For women seeking to start their own businesses, some of the most frustrating and impeding beliefs are that women are primarily emotional and thus less rational, that they are manipulative and prone to personal conflict, or that they are not as suited to leadership roles as to assistant positions. Though fading and being replaced as more and more women find opportunities to demonstrate how blatantly false these beliefs about women are, it is a slow process and for many they remain a painful reality.
These are the kinds of perceptions that lead many already successful women to feel pressured to over-perform, that is, to work even harder and sacrifice even more to excel at every relevant aspect of their professional lives, to further prove that such stereotypes don’t apply to them. Though this does produce outstandingly strong, successful, effective women, the pressure and expectations are entirely unreasonable and more often harmful.

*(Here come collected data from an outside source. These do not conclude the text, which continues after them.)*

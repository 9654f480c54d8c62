//! `gitlab_group_variable`, addressed `<group>:<key>:<environment_scope>`.
//!
//! The environment scope is free-form (`*`, `review/*`, `prod:eu`) and is the
//! last identifier component, so it may contain the separator.

use crate::client::Client;
use labapi::{Variable, VariableOptions};
use reconcile::{CallResult, CancelToken, CompositeKey, IdFormat, IdPart, ManagedKind, Result};
use serde::{Deserialize, Serialize};

pub const KIND: &str = "gitlab_group_variable";
pub const ID_FORMAT: IdFormat = IdFormat::new(&["group", "key", "environment_scope"]);

#[derive(Debug, Clone, Copy, Default, PartialEq, Eq, Serialize, Deserialize)]
#[serde(rename_all = "snake_case")]
pub enum VariableType {
    #[default]
    EnvVar,
    File,
}

impl VariableType {
    pub fn as_str(self) -> &'static str {
        match self {
            Self::EnvVar => "env_var",
            Self::File => "file",
        }
    }
}

fn any_scope() -> String {
    "*".to_string()
}

#[derive(Debug, Clone, Deserialize)]
pub struct GroupVariableSpec {
    pub group: String,
    pub key: String,
    pub value: String,
    #[serde(default)]
    pub variable_type: VariableType,
    #[serde(default)]
    pub protected: bool,
    #[serde(default)]
    pub masked: bool,
    #[serde(default)]
    pub raw: bool,
    #[serde(default = "any_scope")]
    pub environment_scope: String,
    #[serde(default)]
    pub description: Option<String>,
}

#[derive(Debug, Clone, PartialEq, Eq, Serialize, Deserialize)]
pub struct GroupVariableState {
    pub group: String,
    pub key: String,
    pub value: String,
    pub variable_type: String,
    pub protected: bool,
    pub masked: bool,
    pub raw: bool,
    pub environment_scope: String,
    #[serde(default)]
    pub description: Option<String>,
}

impl GroupVariableState {
    pub(crate) fn from_variable(group: &str, variable: Variable) -> Self {
        Self {
            group: group.to_string(),
            key: variable.key,
            value: variable.value,
            variable_type: variable.variable_type,
            protected: variable.protected,
            masked: variable.masked,
            raw: variable.raw,
            environment_scope: variable.environment_scope,
            description: variable.description,
        }
    }
}

pub struct GroupVariables {
    client: Client,
}

impl GroupVariables {
    pub fn new(client: Client) -> Self {
        Self { client }
    }
}

impl ManagedKind for GroupVariables {
    type Desired = GroupVariableSpec;
    type Observed = GroupVariableState;
    type Change = VariableOptions;

    fn kind(&self) -> &'static str {
        KIND
    }

    fn id_format(&self) -> IdFormat {
        ID_FORMAT
    }

    fn label(&self, desired: &GroupVariableSpec) -> String {
        format!(
            "{}:{}:{}",
            desired.group, desired.key, desired.environment_scope
        )
    }

    fn create(
        &self,
        desired: &GroupVariableSpec,
        _cancel: &CancelToken,
    ) -> CallResult<GroupVariableState> {
        let options = VariableOptions {
            key: Some(desired.key.clone()),
            value: Some(desired.value.clone()),
            variable_type: Some(desired.variable_type.as_str().to_string()),
            protected: Some(desired.protected),
            masked: Some(desired.masked),
            raw: Some(desired.raw),
            environment_scope: Some(desired.environment_scope.clone()),
            description: desired.description.clone(),
        };
        let variable = self
            .client
            .api()
            .create_group_variable(&desired.group, &options)?;
        Ok(GroupVariableState::from_variable(&desired.group, variable))
    }

    fn key_of(&self, observed: &GroupVariableState) -> Vec<IdPart> {
        vec![
            (&observed.group).into(),
            (&observed.key).into(),
            (&observed.environment_scope).into(),
        ]
    }

    fn fetch(&self, key: &CompositeKey, _cancel: &CancelToken) -> CallResult<GroupVariableState> {
        let group = key.str(0)?;
        let variable = self
            .client
            .api()
            .get_group_variable(group, key.str(1)?, key.str(2)?)?;
        Ok(GroupVariableState::from_variable(group, variable))
    }

    fn diff(
        &self,
        observed: &GroupVariableState,
        desired: &GroupVariableSpec,
    ) -> Result<Vec<VariableOptions>> {
        super::ensure_unchanged(KIND, "group", &observed.group, &desired.group)?;
        super::ensure_unchanged(KIND, "key", &observed.key, &desired.key)?;
        super::ensure_unchanged(
            KIND,
            "environment_scope",
            &observed.environment_scope,
            &desired.environment_scope,
        )?;

        let mut edit = VariableOptions::default();
        if desired.value != observed.value {
            edit.value = Some(desired.value.clone());
        }
        if desired.variable_type.as_str() != observed.variable_type {
            edit.variable_type = Some(desired.variable_type.as_str().to_string());
        }
        if desired.protected != observed.protected {
            edit.protected = Some(desired.protected);
        }
        if desired.masked != observed.masked {
            edit.masked = Some(desired.masked);
        }
        if desired.raw != observed.raw {
            edit.raw = Some(desired.raw);
        }
        if desired.description.is_some() && desired.description != observed.description {
            edit.description = desired.description.clone();
        }
        if edit == VariableOptions::default() {
            return Ok(Vec::new());
        }
        Ok(vec![edit])
    }

    fn apply(&self, key: &CompositeKey, change: &VariableOptions) -> CallResult<()> {
        self.client
            .api()
            .update_group_variable(key.str(0)?, key.str(1)?, key.str(2)?, change)?;
        Ok(())
    }

    fn remove(&self, key: &CompositeKey) -> CallResult<()> {
        self.client
            .api()
            .remove_group_variable(key.str(0)?, key.str(1)?, key.str(2)?)?;
        Ok(())
    }
}

#[cfg(test)]
mod tests {
    use super::*;
    use crate::resource::tests::client;
    use labapi::{Api, MockApi};
    use reconcile::{ErrorCategory, ReadMode, Reconciler, RemoteObjectRef};

    fn spec(scope: &str, value: &str) -> GroupVariableSpec {
        GroupVariableSpec {
            group: "12".to_string(),
            key: "DEPLOY_TOKEN".to_string(),
            value: value.to_string(),
            variable_type: VariableType::EnvVar,
            protected: true,
            masked: false,
            raw: false,
            environment_scope: scope.to_string(),
            description: None,
        }
    }

    #[test]
    fn test_scope_with_separator_round_trips() {
        let api = MockApi::new();
        let r = Reconciler::new(GroupVariables::new(client(&api)));
        let cancel = CancelToken::new();

        let created = r.create(&spec("prod:eu", "s3cret"), &cancel).unwrap();
        assert_eq!(created.id().as_str(), "12:DEPLOY_TOKEN:prod:eu");

        let read = r
            .read(created.id(), ReadMode::Refresh, &cancel)
            .unwrap()
            .unwrap();
        assert_eq!(read.state().environment_scope, "prod:eu");
        assert_eq!(read.state().value, "s3cret");
    }

    #[test]
    fn test_scopes_are_distinct_objects() {
        let api = MockApi::new();
        let r = Reconciler::new(GroupVariables::new(client(&api)));
        let cancel = CancelToken::new();

        let any = r.create(&spec("*", "a"), &cancel).unwrap();
        let prod = r.create(&spec("production", "b"), &cancel).unwrap();
        assert_ne!(any.id(), prod.id());

        r.delete(any.id(), Some(&any), &cancel).unwrap();
        assert!(r.read(any.id(), ReadMode::Refresh, &cancel).unwrap().is_none());
        assert!(r.read(prod.id(), ReadMode::Refresh, &cancel).unwrap().is_some());
    }

    #[test]
    fn test_update_value_and_type() {
        let api = MockApi::new();
        let r = Reconciler::new(GroupVariables::new(client(&api)));
        let cancel = CancelToken::new();
        let created = r.create(&spec("*", "old"), &cancel).unwrap();

        let mut desired = spec("*", "new");
        desired.variable_type = VariableType::File;
        let updated = r.update(created.id(), &desired, &cancel).unwrap();
        assert_eq!(updated.changes, 1);
        assert_eq!(updated.observation.state().value, "new");
        assert_eq!(updated.observation.state().variable_type, "file");
        assert!(updated.observation.state().protected);
    }

    #[test]
    fn test_duplicate_key_and_scope_rejected() {
        let api = MockApi::new();
        let r = Reconciler::new(GroupVariables::new(client(&api)));
        let cancel = CancelToken::new();
        r.create(&spec("*", "a"), &cancel).unwrap();
        let err = r.create(&spec("*", "b"), &cancel).unwrap_err();
        assert_eq!(err.category(), ErrorCategory::Rejected);
    }

    #[test]
    fn test_two_part_identifier_is_malformed() {
        let api = MockApi::new();
        let r = Reconciler::new(GroupVariables::new(client(&api)));
        let err = r
            .read(
                &RemoteObjectRef::new("12:DEPLOY_TOKEN"),
                ReadMode::Refresh,
                &CancelToken::new(),
            )
            .unwrap_err();
        assert_eq!(err.category(), ErrorCategory::Identifier);
        assert!(api.get_group_variable("12", "DEPLOY_TOKEN", "*").is_err());
    }
}
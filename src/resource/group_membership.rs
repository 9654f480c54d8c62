//! `gitlab_group_membership`, addressed `<group_id>:<user_id>`.

use crate::client::Client;
use chrono::NaiveDate;
use labapi::{GroupMember, MemberOptions};
use reconcile::{
    AccessLevel, CallResult, CancelToken, CompositeKey, Error, IdFormat, IdPart, ManagedKind,
    Result, WireEnum,
};
use serde::{Deserialize, Serialize};

pub const KIND: &str = "gitlab_group_membership";
pub const ID_FORMAT: IdFormat = IdFormat::new(&["group_id", "user_id"]);

#[derive(Debug, Clone, Deserialize)]
pub struct MembershipSpec {
    pub group_id: String,
    pub user_id: i64,
    pub access_level: AccessLevel,
    /// `YYYY-MM-DD`.
    #[serde(default)]
    pub expires_at: Option<String>,
}

#[derive(Debug, Clone, PartialEq, Eq, Serialize, Deserialize)]
pub struct MembershipState {
    pub group_id: String,
    pub user_id: i64,
    pub username: String,
    pub access_level: AccessLevel,
    #[serde(default)]
    pub expires_at: Option<String>,
}

impl MembershipState {
    fn from_member(group_id: &str, member: GroupMember) -> Result<Self> {
        Ok(Self {
            group_id: group_id.to_string(),
            user_id: member.id,
            username: member.username,
            access_level: AccessLevel::from_code(member.access_level)?,
            expires_at: member.expires_at,
        })
    }
}

fn validate_expiry(expires_at: Option<&str>) -> Result<()> {
    if let Some(date) = expires_at {
        NaiveDate::parse_from_str(date, "%Y-%m-%d").map_err(|e| {
            Error::document(KIND, format!("expires_at {date:?} is not a YYYY-MM-DD date: {e}"))
        })?;
    }
    Ok(())
}

pub struct GroupMemberships {
    client: Client,
}

impl GroupMemberships {
    pub fn new(client: Client) -> Self {
        Self { client }
    }
}

impl ManagedKind for GroupMemberships {
    type Desired = MembershipSpec;
    type Observed = MembershipState;
    type Change = MemberOptions;

    fn kind(&self) -> &'static str {
        KIND
    }

    fn id_format(&self) -> IdFormat {
        ID_FORMAT
    }

    fn label(&self, desired: &MembershipSpec) -> String {
        format!("{}:{}", desired.group_id, desired.user_id)
    }

    fn create(
        &self,
        desired: &MembershipSpec,
        _cancel: &CancelToken,
    ) -> CallResult<MembershipState> {
        validate_expiry(desired.expires_at.as_deref())?;
        let options = MemberOptions {
            user_id: Some(desired.user_id),
            access_level: desired.access_level.code(),
            expires_at: desired.expires_at.clone(),
        };
        let member = self
            .client
            .api()
            .add_group_member(&desired.group_id, &options)?;
        Ok(MembershipState::from_member(&desired.group_id, member)?)
    }

    fn key_of(&self, observed: &MembershipState) -> Vec<IdPart> {
        vec![(&observed.group_id).into(), observed.user_id.into()]
    }

    fn fetch(&self, key: &CompositeKey, _cancel: &CancelToken) -> CallResult<MembershipState> {
        let group_id = key.str(0)?;
        let member = self.client.api().get_group_member(group_id, key.int(1)?)?;
        Ok(MembershipState::from_member(group_id, member)?)
    }

    fn diff(
        &self,
        observed: &MembershipState,
        desired: &MembershipSpec,
    ) -> Result<Vec<MemberOptions>> {
        super::ensure_unchanged(KIND, "group_id", &observed.group_id, &desired.group_id)?;
        super::ensure_unchanged(KIND, "user_id", &observed.user_id, &desired.user_id)?;
        validate_expiry(desired.expires_at.as_deref())?;

        if observed.access_level == desired.access_level
            && observed.expires_at == desired.expires_at
        {
            return Ok(Vec::new());
        }
        // An omitted expiry is left alone by the edit call, so send an empty
        // one to clear it.
        Ok(vec![MemberOptions {
            user_id: None,
            access_level: desired.access_level.code(),
            expires_at: Some(desired.expires_at.clone().unwrap_or_default()),
        }])
    }

    fn apply(&self, key: &CompositeKey, change: &MemberOptions) -> CallResult<()> {
        self.client
            .api()
            .edit_group_member(key.str(0)?, key.int(1)?, change)?;
        Ok(())
    }

    fn remove(&self, key: &CompositeKey) -> CallResult<()> {
        self.client
            .api()
            .remove_group_member(key.str(0)?, key.int(1)?)?;
        Ok(())
    }

    fn matches_tracked(&self, tracked: &MembershipState, current: &MembershipState) -> bool {
        tracked.access_level == current.access_level
    }
}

Women already building a career in the workplace face similar stereotypes. In many parts of the country managers continue to hold onto prescriptions of appropriate female behavior that construct them as docile, accepting, soft-spoken, and prone to sacrifice work when the first instance of family trouble pops up. Women who conform to these roles are held back because they are perceived as underperforming while women who break with them are told to act more feminine. Again, these challenges aren’t universally, but they are universally maddening.
While victories won by women’s groups and successful collaboration by women’s networks have played an important role in decreasing the prevalence of these stereotypes, they persist, to the detriment of all. If you have experienced stereotyping and want to try to help do something about it, consider reaching out to others like you through a women’s network.